During the peak traffic hours in Delhi, it may seem like an impossible task to cover 9.2kms within the nick of time and save the life of a patient in dire need of an organ transplant.
However, the team of doctors and other staff of Fortis Fortis Escorts Heart Institute, Okhla and All India Institute Of Medical Sciences (AIIMS), Delhi, have managed to achieve this and give a new lease of life to a 19-year-old patient. The team was able to act efficiently after being alerted by the National Organ Tissue Transplant Organization (NOTTO).

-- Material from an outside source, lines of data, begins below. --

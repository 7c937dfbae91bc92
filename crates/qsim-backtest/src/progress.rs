use chrono::NaiveDate;
use serde::{Deserialize, Serialize};

/// A progress checkpoint emitted partway through a replay.
#[derive(Clone, Debug, PartialEq, Serialize, Deserialize)]
pub struct ProgressEvent {
    pub progress_pct: f64,
    pub current_date: NaiveDate,
    pub portfolio_value: f64,
    pub current_price: f64,
    pub current_step: usize,
    pub total_steps: usize,
}

/// Emits [`ProgressEvent`]s at roughly even intervals via an injected,
/// synchronous callback. Silent (does nothing) when no callback is set.
pub struct ProgressService {
    interval: usize,
    callback: Option<Box<dyn FnMut(ProgressEvent) + Send>>,
}

impl ProgressService {
    /// `interval` is the number of checkpoints emitted across a full run
    /// (default 20, i.e. roughly every 5%).
    pub fn new(interval: usize) -> Self {
        Self {
            interval: interval.max(1),
            callback: None,
        }
    }

    pub fn with_callback(mut self, callback: Box<dyn FnMut(ProgressEvent) + Send>) -> Self {
        self.callback = Some(callback);
        self
    }

    /// Called once per day processed. Emits only on the checkpoints that
    /// land on an `interval`-th fraction of `total_days`, plus always on
    /// the final day.
    #[allow(clippy::too_many_arguments)]
    pub fn report(
        &mut self,
        day_index: usize,
        total_days: usize,
        current_date: NaiveDate,
        portfolio_value: f64,
        current_price: f64,
    ) {
        if total_days == 0 {
            return;
        }
        let Some(callback) = self.callback.as_mut() else {
            return;
        };
        let step = (total_days / self.interval).max(1);
        let is_checkpoint = day_index % step == 0;
        let is_last = day_index + 1 == total_days;
        if is_checkpoint || is_last {
            callback(ProgressEvent {
                progress_pct: (day_index + 1) as f64 / total_days as f64 * 100.0,
                current_date,
                portfolio_value,
                current_price,
                current_step: day_index,
                total_steps: total_days,
            });
        }
    }
}

impl Default for ProgressService {
    fn default() -> Self {
        Self::new(20)
    }
}
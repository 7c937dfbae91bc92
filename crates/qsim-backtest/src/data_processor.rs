//! Loads per-symbol history from a [`PriceStore`], builds the unified
//! trading-day timeline the engine replays over, and maintains each symbol's
//! rolling [`TechnicalIndicators`] window as the replay advances.

use std::collections::{BTreeMap, BTreeSet};

use chrono::NaiveDate;
use qsim_indicators::{PriceBar, TechnicalIndicators};
use tracing::warn;

use crate::error::DataError;
use crate::price_store::PriceStore;

/// Lookback floor applied regardless of strategy parameters.
pub const MIN_BARS_FLOOR: usize = 60;

pub struct DataProcessor;

impl DataProcessor {
    /// Loads `[start, end]` history for every requested symbol.
    ///
    /// A symbol absent from the store, or with zero bars in range, is
    /// excluded and logged at warning level rather than failing the whole
    /// load. A symbol with *some* bars in range but fewer than
    /// `min_bars_required` (the strategy's lookback requirement) is also
    /// excluded, but its exclusion reason is remembered: if every symbol
    /// ends up excluded, the load fails with the most recently recorded
    /// reason rather than a bare "no data" error, so an insufficient-history
    /// misconfiguration is diagnosable from the result.
    pub fn load_historical_data(
        store: &dyn PriceStore,
        symbols: &[String],
        start: NaiveDate,
        end: NaiveDate,
        min_bars_required: usize,
    ) -> Result<BTreeMap<String, Vec<PriceBar>>, DataError> {
        if start > end {
            return Err(DataError::InvalidDateRange);
        }
        let mut data = BTreeMap::new();
        let mut last_exclusion: Option<DataError> = None;
        for symbol in symbols {
            if !store.symbol_exists(symbol) {
                warn!(symbol, "symbol not present in price store; excluding");
                last_exclusion = Some(DataError::SymbolNotFound { symbol: symbol.clone() });
                continue;
            }
            let bars = store.get_bars(symbol, start, end)?;
            if bars.is_empty() {
                warn!(symbol, "no bars in requested range; excluding");
                last_exclusion = Some(DataError::SymbolNotFound { symbol: symbol.clone() });
                continue;
            }
            if bars.len() < min_bars_required {
                warn!(
                    symbol,
                    have = bars.len(),
                    need = min_bars_required,
                    "fewer bars than the strategy's lookback requires; excluding"
                );
                last_exclusion = Some(DataError::InsufficientHistory {
                    symbol: symbol.clone(),
                    have: bars.len(),
                    need: min_bars_required,
                });
                continue;
            }
            data.insert(symbol.clone(), bars);
        }

        if data.is_empty() {
            return Err(last_exclusion.unwrap_or(DataError::InvalidDateRange));
        }

        if let (Some(min), Some(max)) = (
            data.values().map(Vec::len).min(),
            data.values().map(Vec::len).max(),
        ) {
            if max > 0 && (max - min) as f64 / max as f64 > 0.2 {
                warn!(
                    min_bars = min,
                    max_bars = max,
                    "bar counts across symbols differ by more than 20%"
                );
            }
        }

        Ok(data)
    }

    /// The sorted union of every symbol's bar dates: the sequence of days
    /// the engine advances over.
    pub fn create_unified_timeline(data: &BTreeMap<String, Vec<PriceBar>>) -> Vec<NaiveDate> {
        let mut dates: BTreeSet<NaiveDate> = BTreeSet::new();
        for bars in data.values() {
            dates.extend(bars.iter().map(|b| b.date));
        }
        dates.into_iter().collect()
    }

    /// Per-symbol `date -> index` lookup into that symbol's bar vec, so the
    /// per-day loop can find "does this symbol have a bar today" in O(log n)
    /// without scanning.
    pub fn create_date_indices(
        data: &BTreeMap<String, Vec<PriceBar>>,
    ) -> BTreeMap<String, BTreeMap<NaiveDate, usize>> {
        data.iter()
            .map(|(symbol, bars)| {
                let index = bars
                    .iter()
                    .enumerate()
                    .map(|(i, bar)| (bar.date, i))
                    .collect();
                (symbol.clone(), index)
            })
            .collect()
    }

    /// Appends today's bar (if the symbol has one) to that symbol's rolling
    /// window. Symbols without a bar today are left untouched: their window
    /// simply does not advance, and they are excluded from today's strategy
    /// evaluation and rebalance.
    pub fn update_historical_windows(
        windows: &mut BTreeMap<String, TechnicalIndicators>,
        data: &BTreeMap<String, Vec<PriceBar>>,
        indices: &BTreeMap<String, BTreeMap<NaiveDate, usize>>,
        date: NaiveDate,
    ) -> BTreeSet<String> {
        let mut updated = BTreeSet::new();
        for (symbol, bars) in data {
            let Some(idx) = indices.get(symbol).and_then(|m| m.get(&date)) else {
                continue;
            };
            let window = windows
                .entry(symbol.clone())
                .or_insert_with(|| TechnicalIndicators::new(Vec::new()));
            window.push_bar(bars[*idx]);
            updated.insert(symbol.clone());
        }
        updated
    }
}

Life From A 55-Year-Old To A 19-Year-Old
A team led by expert doctors from the Fortis Escorts Heart Institute, Okhla and AIIMS hospital, Delhi, were able to retrieve a live donor heart from a 55-year-old brain-dead woman and transplant it to a 19-year-old boy.
The team was alerted by the NOTTO on a possible cadaveric heart donor in AIIMS, soon after which they left at 5:48 pm and were able to complete the 9.2kms within 14 minutes. Coordinating with the Delhi Police, they were able to create a green corridor, which is a special route managed to ensure medical services reach hospitals in time. The service is particularly put in place for organ transplantations as it has to be carried out within a limited time.
The traffic department collaborates with the necessary teams and ensures that the route between the hospitals is clear with green signals and can reach the place in a much less stipulated time.
Based on this green corridor operation, it was possible to transport the live heart to Fortis-Escorts Heart Institute by 6:02 pm. The team who was involved in the organ transfer are renowned medical professionals, including Dr Z S Meharwal, Executive Director and Head of Adult Cardiac Surgery, VAD & Heart Transplantation Programme, Dr Vishal Rastogi, Head, Heart Failure Clinic, and Dr Naveen Saraf, Director, Cardio Thoracic Vascular Surgery.
As per the report by the Hindustan Times, the 19-year-old has been suffering from cardiac problems for the past one and half years and was being treated by Dr Meharwal. Fortunately, the patient was able to find a compatible donor when his situation was turning critical and was saved by the timely operation.